[Saved entries]
········

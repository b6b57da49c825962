//! Tabular view of a trace.

use super::record::ToolInvocationRecord;
use std::fmt;
use unicode_width::UnicodeWidthStr;

pub const TRACE_HEADERS: [&str; 3] = ["kind", "tool", "payload"];

#[derive(Debug, Clone, PartialEq, Eq)]
pub struct TraceRow {
    pub kind: String,
    pub tool: String,
    /// Compact JSON.
    pub payload: String,
}

/// One row per record, in trace order.
#[derive(Debug, Clone, Default, PartialEq, Eq)]
pub struct TraceTable {
    rows: Vec<TraceRow>,
}

impl TraceTable {
    pub fn from_trace(trace: &[ToolInvocationRecord]) -> Self {
        let rows = trace
            .iter()
            .map(|record| TraceRow {
                kind: record.kind.to_string(),
                tool: record.tool_name.clone(),
                payload: record.payload.to_string(),
            })
            .collect();
        Self { rows }
    }

    pub fn rows(&self) -> &[TraceRow] {
        &self.rows
    }

    pub fn is_empty(&self) -> bool {
        self.rows.is_empty()
    }

    fn column_widths(&self) -> [usize; 3] {
        let mut widths = TRACE_HEADERS.map(|h| h.width());
        for row in &self.rows {
            widths[0] = widths[0].max(row.kind.width());
            widths[1] = widths[1].max(row.tool.width());
            widths[2] = widths[2].max(row.payload.width());
        }
        widths
    }
}

fn write_line(f: &mut fmt::Formatter<'_>, cells: [&str; 3], widths: &[usize; 3]) -> fmt::Result {
    let mut line = String::new();
    for (i, cell) in cells.iter().enumerate() {
        if i > 0 {
            line.push_str(" | ");
        }
        line.push_str(cell);
        if i < cells.len() - 1 {
            line.push_str(&" ".repeat(widths[i].saturating_sub(cell.width())));
        }
    }
    writeln!(f, "{}", line)
}

impl fmt::Display for TraceTable {
    fn fmt(&self, f: &mut fmt::Formatter<'_>) -> fmt::Result {
        let widths = self.column_widths();
        write_line(f, TRACE_HEADERS, &widths)?;
        let rule: Vec<String> = widths.iter().map(|w| "-".repeat(*w)).collect();
        writeln!(f, "{}", rule.join("-+-"))?;
        for row in &self.rows {
            write_line(f, [&row.kind, &row.tool, &row.payload], &widths)?;
        }
        Ok(())
    }
}
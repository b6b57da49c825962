//! AutoSpotify Library
//!
//! Conversational music recommendations: a language model turns free text
//! into tool calls against a streaming catalog, and the resulting call trace
//! is reduced to a list of recommended tracks.

pub mod agent;
pub mod cli_style;
pub mod config;
pub mod music;
pub mod session;
pub mod spotify;

// Re-export commonly used types for convenience
pub use agent::{
    ExtractionStatus, Orchestrator, OrchestratorError, RecommendationResult, ToolInvocationRecord,
    TraceTable,
};
pub use music::{MusicServiceError, RecommendationClient, RecommendedTrack};
pub use session::Session;
pub use spotify::{SpotifyClient, TokenSource};
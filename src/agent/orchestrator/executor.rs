//! Single-request tool-calling loop.

use super::extract::{extract_recommendations, ExtractionStatus};
use super::prompt::SYSTEM_PREAMBLE;
use super::state::{Exchange, ExchangeState};
use crate::agent::llm::{CompletionOptions, LlmError, LlmProvider, Message};
use crate::agent::tools::{AgentToolRegistry, ToolError};
use crate::agent::trace::{ToolInvocationRecord, TraceTable};
use crate::music::{MusicServiceError, RecommendedTrack};
use serde_json::json;
use std::sync::Arc;
use thiserror::Error;
use tracing::{debug, info, warn};

pub const DEFAULT_MAX_ROUNDS: usize = 8;

#[derive(Debug, Error)]
pub enum OrchestratorError {
    #[error("Model exchange failed: {0}")]
    ModelExchange(#[from] LlmError),

    #[error(transparent)]
    Service(#[from] MusicServiceError),
}

/// Outcome of one user request.
#[derive(Debug, Clone)]
pub struct RecommendationResult {
    pub tracks: Vec<RecommendedTrack>,
    pub trace: Vec<ToolInvocationRecord>,
    /// The model's final text.
    pub reply: String,
    pub status: ExtractionStatus,
}

impl RecommendationResult {
    pub fn trace_table(&self) -> TraceTable {
        TraceTable::from_trace(&self.trace)
    }
}

/// Drives the model through zero or more tool calls for one user text.
///
/// Holds no per-request state; concurrent `run` calls are independent.
pub struct Orchestrator {
    llm: Arc<dyn LlmProvider>,
    tools: Arc<AgentToolRegistry>,
    max_rounds: usize,
    completion_options: CompletionOptions,
}

impl Orchestrator {
    pub fn new(llm: Arc<dyn LlmProvider>, tools: Arc<AgentToolRegistry>) -> Self {
        Self {
            llm,
            tools,
            max_rounds: DEFAULT_MAX_ROUNDS,
            completion_options: CompletionOptions::default(),
        }
    }

    pub fn with_max_rounds(mut self, max_rounds: usize) -> Self {
        self.max_rounds = max_rounds;
        self
    }

    pub fn with_completion_options(mut self, options: CompletionOptions) -> Self {
        self.completion_options = options;
        self
    }

    pub fn llm(&self) -> &Arc<dyn LlmProvider> {
        &self.llm
    }

    pub async fn run(&self, user_text: &str) -> Result<RecommendationResult, OrchestratorError> {
        info!(
            provider = self.llm.name(),
            model = self.llm.model(),
            "Handling request"
        );
        let mut exchange = Exchange::new(SYSTEM_PREAMBLE, user_text);

        while !exchange.state.is_terminal() {
            self.step(&mut exchange).await?;
        }

        let reply = match exchange.state {
            ExchangeState::Completed { reply } => reply,
            _ => String::new(),
        };
        let trace = exchange.trace.into_records();
        let (tracks, status) = extract_recommendations(&trace);
        info!(
            tracks = tracks.len(),
            trace_len = trace.len(),
            status = ?status,
            "Request finished"
        );

        Ok(RecommendationResult {
            tracks,
            trace,
            reply,
            status,
        })
    }

    async fn step(&self, exchange: &mut Exchange) -> Result<(), OrchestratorError> {
        match &exchange.state {
            ExchangeState::Thinking => {
                if exchange.rounds >= self.max_rounds {
                    warn!(
                        max_rounds = self.max_rounds,
                        "Tool exchange hit the round limit, extracting what we have"
                    );
                    exchange.state = ExchangeState::Completed {
                        reply: exchange.last_assistant_text(),
                    };
                    return Ok(());
                }
                exchange.rounds += 1;

                let tool_defs = self.tools.definitions();
                let tools = if tool_defs.is_empty() {
                    None
                } else {
                    Some(tool_defs.as_slice())
                };

                let response = tokio::time::timeout(
                    self.completion_options.timeout,
                    self.llm
                        .complete(&exchange.messages, tools, &self.completion_options),
                )
                .await
                .map_err(|_| LlmError::Timeout)??;

                debug!(
                    round = exchange.rounds,
                    finish_reason = ?response.finish_reason,
                    tool_calls = response.message.requested_tool_calls().len(),
                    "Model responded"
                );

                let tool_calls = response.message.requested_tool_calls().to_vec();
                let content = response.message.content.clone();
                exchange.messages.push(response.message);

                exchange.state = if tool_calls.is_empty() {
                    ExchangeState::Completed { reply: content }
                } else {
                    ExchangeState::ExecutingTools { tool_calls }
                };
            }

            ExchangeState::ExecutingTools { tool_calls } => {
                let tool_calls = tool_calls.clone();

                for tool_call in tool_calls {
                    exchange
                        .trace
                        .record_call(&tool_call.name, tool_call.arguments.clone());

                    let payload = match self
                        .tools
                        .execute(&tool_call.name, tool_call.arguments.clone())
                        .await
                    {
                        Ok(value) => value,
                        Err(ToolError::Service(err)) => {
                            warn!(tool = %tool_call.name, error = %err, "Tool failed, aborting request");
                            return Err(err.into());
                        }
                        Err(err) => {
                            warn!(tool = %tool_call.name, error = %err, "Reporting tool error to the model");
                            json!({ "error": err.to_string() })
                        }
                    };

                    exchange
                        .trace
                        .record_response(&tool_call.name, payload.clone());
                    exchange.messages.push(Message::tool_response(
                        &tool_call.id,
                        &tool_call.name,
                        payload.to_string(),
                    ));
                }

                exchange.state = ExchangeState::Thinking;
            }

            ExchangeState::Completed { .. } => {}
        }

        Ok(())
    }
}

#[cfg(test)]
mod tests {
    use super::*;
    use crate::agent::llm::{CompletionResponse, ToolCall};
    use crate::agent::tools::{AgentTool, ToolDefinition};
    use crate::agent::trace::InvocationKind;
    use async_trait::async_trait;
    use std::collections::VecDeque;
    use std::sync::Mutex;
    use std::time::Duration;

    /// Replays canned responses and records the conversations it was sent.
    struct ScriptedModel {
        responses: Mutex<VecDeque<CompletionResponse>>,
        seen: Mutex<Vec<Vec<Message>>>,
        delay: Option<Duration>,
    }

    impl ScriptedModel {
        fn new(responses: Vec<CompletionResponse>) -> Self {
            Self {
                responses: Mutex::new(responses.into()),
                seen: Mutex::new(Vec::new()),
                delay: None,
            }
        }
    }

    #[async_trait]
    impl LlmProvider for ScriptedModel {
        fn name(&self) -> &str {
            "scripted"
        }

        fn model(&self) -> &str {
            "scripted-1"
        }

        async fn complete(
            &self,
            messages: &[Message],
            _tools: Option<&[ToolDefinition]>,
            _options: &CompletionOptions,
        ) -> Result<CompletionResponse, LlmError> {
            if let Some(delay) = self.delay {
                tokio::time::sleep(delay).await;
            }
            self.seen.lock().unwrap().push(messages.to_vec());
            self.responses
                .lock()
                .unwrap()
                .pop_front()
                .ok_or_else(|| LlmError::InvalidResponse("script exhausted".to_string()))
        }

        async fn health_check(&self) -> Result<(), LlmError> {
            Ok(())
        }
    }

    struct FixedRecommend;

    #[async_trait]
    impl AgentTool for FixedRecommend {
        fn definition(&self) -> ToolDefinition {
            ToolDefinition::no_params("recommend", "test")
        }

        async fn execute(&self, args: serde_json::Value) -> Result<serde_json::Value, ToolError> {
            match args.get("artist_names") {
                Some(_) => Err(MusicServiceError::Lookup("catalog down".to_string()).into()),
                None => Ok(json!({"result": [{"name": "Song", "artist": "Band", "id": "t1"}]})),
            }
        }
    }

    fn orchestrator(model: Arc<ScriptedModel>) -> Orchestrator {
        let mut registry = AgentToolRegistry::new();
        registry.register(FixedRecommend);
        Orchestrator::new(model, Arc::new(registry))
    }

    fn call(id: &str, name: &str, args: serde_json::Value) -> CompletionResponse {
        CompletionResponse::tool_calls(vec![ToolCall::new(id, name, args)])
    }

    #[tokio::test]
    async fn test_text_answer_without_tools() {
        let model = Arc::new(ScriptedModel::new(vec![CompletionResponse::text("Hello!")]));
        let result = orchestrator(model.clone()).run("hello").await.unwrap();

        assert!(result.tracks.is_empty());
        assert!(result.trace.is_empty());
        assert_eq!(result.reply, "Hello!");
        assert_eq!(result.status, ExtractionStatus::NoRecommendation);

        let seen = model.seen.lock().unwrap();
        assert_eq!(seen[0][0].content, SYSTEM_PREAMBLE);
        assert_eq!(seen[0][1].content, "hello");
    }

    #[tokio::test]
    async fn test_tool_call_then_answer() {
        let model = Arc::new(ScriptedModel::new(vec![
            call("c1", "recommend", json!({"limit": 1})),
            CompletionResponse::text("Here you go"),
        ]));
        let result = orchestrator(model.clone()).run("something upbeat").await.unwrap();

        assert_eq!(result.status, ExtractionStatus::Found);
        assert_eq!(result.tracks, vec![RecommendedTrack::new("Song", "Band", "t1")]);
        assert_eq!(result.trace.len(), 2);
        assert_eq!(result.trace[0].kind, InvocationKind::Call);
        assert_eq!(result.trace[0].payload, json!({"limit": 1}));
        assert_eq!(result.trace[1].kind, InvocationKind::Response);
        assert_eq!(result.trace_table().rows().len(), 2);

        // The tool output was fed back with the call id.
        let seen = model.seen.lock().unwrap();
        let tool_message = seen[1].last().unwrap();
        assert_eq!(tool_message.tool_call_id.as_deref(), Some("c1"));
        assert!(tool_message.content.contains("\"t1\""));
    }

    #[tokio::test]
    async fn test_unknown_tool_is_reported_to_model() {
        let model = Arc::new(ScriptedModel::new(vec![
            call("c1", "play_music", json!({})),
            CompletionResponse::text("Sorry"),
        ]));
        let result = orchestrator(model).run("play something").await.unwrap();

        assert_eq!(result.trace.len(), 2);
        assert!(result.trace[1].payload["error"]
            .as_str()
            .unwrap()
            .contains("play_music"));
        assert_eq!(result.status, ExtractionStatus::NoRecommendation);
    }

    #[tokio::test]
    async fn test_service_error_aborts() {
        let model = Arc::new(ScriptedModel::new(vec![
            call("c1", "recommend", json!({"artist_names": ["Kygo"]})),
            CompletionResponse::text("unreachable"),
        ]));
        let err = orchestrator(model).run("like Kygo").await.unwrap_err();
        assert!(matches!(
            err,
            OrchestratorError::Service(MusicServiceError::Lookup(_))
        ));
    }

    #[tokio::test]
    async fn test_round_limit_proceeds_to_extraction() {
        let model = Arc::new(ScriptedModel::new(vec![
            call("c1", "recommend", json!({})),
            call("c2", "recommend", json!({})),
            call("c3", "recommend", json!({})),
        ]));
        let result = orchestrator(model.clone())
            .with_max_rounds(2)
            .run("loop forever")
            .await
            .unwrap();

        assert_eq!(model.seen.lock().unwrap().len(), 2);
        assert_eq!(result.trace.len(), 4);
        assert_eq!(result.status, ExtractionStatus::Found);
        assert_eq!(result.tracks.len(), 1);
    }

    #[tokio::test]
    async fn test_model_timeout() {
        let mut model = ScriptedModel::new(vec![CompletionResponse::text("late")]);
        model.delay = Some(Duration::from_millis(200));
        let options = CompletionOptions {
            timeout: Duration::from_millis(20),
            ..CompletionOptions::default()
        };

        let err = orchestrator(Arc::new(model))
            .with_completion_options(options)
            .run("hi")
            .await
            .unwrap_err();
        assert!(matches!(
            err,
            OrchestratorError::ModelExchange(LlmError::Timeout)
        ));
    }

    #[tokio::test]
    async fn test_model_error_propagates() {
        let model = Arc::new(ScriptedModel::new(vec![]));
        let err = orchestrator(model).run("hi").await.unwrap_err();
        assert!(matches!(
            err,
            OrchestratorError::ModelExchange(LlmError::InvalidResponse(_))
        ));
    }
}
use anyhow::{Context, Result};
use serde::Deserialize;
use std::path::Path;

/// Optional TOML configuration. Every value present here overrides the
/// corresponding command-line value.
#[derive(Debug, Deserialize, Default)]
#[serde(default)]
pub struct FileConfig {
    /// Seed for recommendation seed sampling.
    pub seed: Option<u64>,

    pub spotify: Option<SpotifyFileConfig>,
    pub llm: Option<LlmFileConfig>,
}

#[derive(Debug, Deserialize, Default, Clone)]
#[serde(default)]
pub struct SpotifyFileConfig {
    pub api_base: Option<String>,
    pub token: Option<String>,
    pub token_command: Option<String>,
    pub http_timeout_sec: Option<u64>,
}

#[derive(Debug, Deserialize, Default, Clone)]
#[serde(default)]
pub struct LlmFileConfig {
    pub base_url: Option<String>,
    pub model: Option<String>,
    pub api_key: Option<String>,
    pub timeout_sec: Option<u64>,
    pub temperature: Option<f32>,
    pub max_tool_rounds: Option<usize>,
}

impl FileConfig {
    pub fn load(path: &Path) -> Result<Self> {
        let content = std::fs::read_to_string(path)
            .with_context(|| format!("Failed to read config file: {:?}", path))?;
        toml::from_str(&content).with_context(|| format!("Failed to parse config file: {:?}", path))
    }
}
use crate::config::NavigatorConfig;
use crate::controller::LazyTreeController;
use crate::entry::TreeEntry;
use crate::resolver::{resolve_trail, BreadcrumbTrail};
use crate::store::TreeStore;

/// Optional host hook: the navigator shows a rename input when one is wired.
pub trait RenameHook {
    fn on_rename(&mut self, entry: &TreeEntry, new_name: &str);
}

/// Optional host hook: invoked when the user asks for a new file under the
/// current directory.
pub trait NewFileHook {
    fn on_new_file(&mut self, parent: &TreeEntry);
}

/// External authorization check gating the "add file" affordance. The
/// navigator treats the answer as an opaque boolean.
pub trait ModifyGate {
    fn can_modify(&self, revision: &str, path: Option<&str>) -> bool;
}

/// What the caller should render after the breadcrumb trail.
#[derive(Debug, Clone, PartialEq, Eq)]
pub enum LastSegment {
    /// A rename hook is wired: an editable name input, pre-filled with the
    /// file name, empty for a directory target.
    NameEdit { initial: String },
    /// Directory target without a rename hook: an "add new file" affordance,
    /// visible only when the target is on a branch and the gate allows
    /// modifying the directory.
    AddFile { visible: bool },
    /// File target without a rename hook: the plain leaf label.
    LeafLabel { name: String },
}

/// Facade over trail resolution and lazy tree expansion for one navigation
/// target, wiring in the optional host hooks.
pub struct FileNavigator<'a> {
    target: TreeEntry,
    repo_name: String,
    on_branch: bool,
    controller: LazyTreeController<'a>,
    rename_hook: Option<Box<dyn RenameHook + 'a>>,
    new_file_hook: Option<Box<dyn NewFileHook + 'a>>,
    modify_gate: Option<Box<dyn ModifyGate + 'a>>,
}

impl<'a> FileNavigator<'a> {
    pub fn new(store: &'a dyn TreeStore, target: TreeEntry, config: &NavigatorConfig) -> Self {
        let controller = LazyTreeController::new(store, target.revision.clone())
            .with_max_descend_depth(config.max_auto_descend_depth);
        Self {
            target,
            repo_name: config.repo_name.clone(),
            on_branch: false,
            controller,
            rename_hook: None,
            new_file_hook: None,
            modify_gate: None,
        }
    }

    /// Mark the target revision as a branch head (as opposed to a tag or a
    /// detached commit). Only branch targets can show the add-file
    /// affordance.
    pub fn on_branch(mut self, on_branch: bool) -> Self {
        self.on_branch = on_branch;
        self
    }

    pub fn with_rename_hook(mut self, hook: Box<dyn RenameHook + 'a>) -> Self {
        self.rename_hook = Some(hook);
        self
    }

    pub fn with_new_file_hook(mut self, hook: Box<dyn NewFileHook + 'a>) -> Self {
        self.new_file_hook = Some(hook);
        self
    }

    pub fn with_modify_gate(mut self, gate: Box<dyn ModifyGate + 'a>) -> Self {
        self.modify_gate = Some(gate);
        self
    }

    pub fn target(&self) -> &TreeEntry {
        &self.target
    }

    /// Breadcrumb trail for the current target.
    pub fn trail(&self) -> BreadcrumbTrail {
        resolve_trail(&self.target)
    }

    /// Display label for a trail or tree entry: its last path segment, or
    /// the repository name at root.
    pub fn label<'e>(&'e self, entry: &'e TreeEntry) -> &'e str {
        entry.name().unwrap_or(self.repo_name.as_str())
    }

    /// The trailing segment after the breadcrumb links, per the original
    /// navigator's rules: a name editor when a rename hook is present, an
    /// add-file affordance for directories, the leaf label otherwise.
    pub fn last_segment(&self) -> LastSegment {
        if self.rename_hook.is_some() {
            let initial = if self.target.is_tree() {
                String::new()
            } else {
                self.target.name().unwrap_or_default().to_string()
            };
            return LastSegment::NameEdit { initial };
        }

        if self.target.is_tree() {
            LastSegment::AddFile {
                visible: self.on_branch && self.can_modify_target(),
            }
        } else {
            LastSegment::LeafLabel {
                name: self.target.name().unwrap_or_default().to_string(),
            }
        }
    }

    pub fn has_rename_hook(&self) -> bool {
        self.rename_hook.is_some()
    }

    pub fn has_new_file_hook(&self) -> bool {
        self.new_file_hook.is_some()
    }

    /// The lazy tree behind the breadcrumb dropdowns.
    pub fn controller(&self) -> &LazyTreeController<'a> {
        &self.controller
    }

    pub fn controller_mut(&mut self) -> &mut LazyTreeController<'a> {
        &mut self.controller
    }

    /// Forward a breadcrumb or tree-node pick to the selection dispatcher.
    pub fn select(&mut self, entry: &TreeEntry) {
        self.controller.on_select(entry);
    }

    /// Notify the rename hook of an edited name. No-op when none is wired.
    pub fn request_rename(&mut self, new_name: &str) {
        let target = self.target.clone();
        if let Some(hook) = &mut self.rename_hook {
            hook.on_rename(&target, new_name);
        }
    }

    /// Ask the host to create a file under the target directory. No-op when
    /// no hook is wired.
    pub fn request_new_file(&mut self) {
        let target = self.target.clone();
        if let Some(hook) = &mut self.new_file_hook {
            hook.on_new_file(&target);
        }
    }

    fn can_modify_target(&self) -> bool {
        let Some(gate) = &self.modify_gate else {
            return false;
        };
        // Directories are checked with a trailing separator so the gate can
        // distinguish "inside this directory" from the entry itself.
        let path = self
            .target
            .path
            .as_deref()
            .filter(|_| self.target.is_tree())
            .map(|p| format!("{p}/"));
        gate.can_modify(&self.target.revision, path.as_deref())
    }
}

········

The answer should be one number, the count of lines above that contain "trailing".

2